■ **EXERCISE BRIEF**:
Retype the material exactly, ending with the line containing "pub fn run(options: LoadOptions)".

■ **DATASET RECORDS**:
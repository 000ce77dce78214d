use std::env;
use std::fs;
use std::path::{Path, PathBuf};

use catalog_core::config::{resolve_config_path, AppConfig, LoadOptions};
use toml::Value;

pub fn run(options: LoadOptions) -> String {
    let config_file_path = resolve_config_path(options.config_path.as_deref());
    let config = match AppConfig::load(options) {
        Ok(config) => config,
        Err(error) => return format!("config validation failed: {error}"),
    };

    let config_file_doc = load_config_file_doc(config_file_path.as_deref());
    let source = |key_path: &str, env_keys: &[&str]| {
        field_source(key_path, env_keys, config_file_doc.as_ref(), config_file_path.as_deref())
    };

    let mut lines =
        vec!["effective config (source precedence: flag > env > file > default):".to_string()];

    let dataset_path = config
        .dataset
        .path
        .as_ref()
        .map(|path| path.display().to_string())
        .unwrap_or_else(|| "<built-in demo dataset>".to_string());
    lines.push(render_line(
        "dataset.path",
        &dataset_path,
        source("dataset.path", &["CATALOG_DATASET_PATH"]),
    ));

    lines.push(render_line(
        "display.format",
        &format!("{:?}", config.display.format),
        source("display.format", &["CATALOG_DISPLAY_FORMAT"]),
    ));
    lines.push(render_line(
        "display.empty_message",
        &config.display.empty_message,
        source("display.empty_message", &["CATALOG_DISPLAY_EMPTY_MESSAGE"]),
    ));

    lines.push(render_line(
        "logging.level",
        &config.logging.level,
        source("logging.level", &["CATALOG_LOGGING_LEVEL", "CATALOG_LOG_LEVEL"]),
    ));
    lines.push(render_line(
        "logging.format",
        &format!("{:?}", config.logging.format),
        source("logging.format", &["CATALOG_LOGGING_FORMAT", "CATALOG_LOG_FORMAT"]),
    ));

    lines.join("\n")
}

fn load_config_file_doc(path: Option<&Path>) -> Option<Value> {
    let path = path?;
    let raw = fs::read_to_string(path).ok()?;
    raw.parse::<Value>().ok()
}

fn field_source(
    key_path: &str,
    env_keys: &[&str],
    config_file_doc: Option<&Value>,
    config_file_path: Option<&Path>,
) -> String {
    for env_key in env_keys {
        let set = env::var(env_key).map(|value| !value.trim().is_empty()).unwrap_or(false);
        if set {
            return format!("env ({env_key})");
        }
    }

    if let Some(doc) = config_file_doc {
        if contains_path(doc, key_path) {
            let file_path = config_file_path
                .map(Path::to_path_buf)
                .unwrap_or_else(|| PathBuf::from("config file"));
            return format!("file ({})", file_path.display());
        }
    }

    "default".to_string()
}

fn contains_path(root: &Value, key_path: &str) -> bool {
    let mut current = root;
    for key in key_path.split('.') {
        let Some(next) = current.get(key) else {
            return false;
        };
        current = next;
    }
    true
}

fn render_line(key: &str, value: &str, source: String) -> String {
    format!("- {key} = {value} (source: {source})")
}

■ **SOLUTION**:
repository 000ce77dce78214d
use std::env;
use std::fs;
use std::path::{Path, PathBuf};

use catalog_core::config::{resolve_config_path, AppConfig, LoadOptions};
use toml::Value;

pub fn run(options: LoadOptions) -> String {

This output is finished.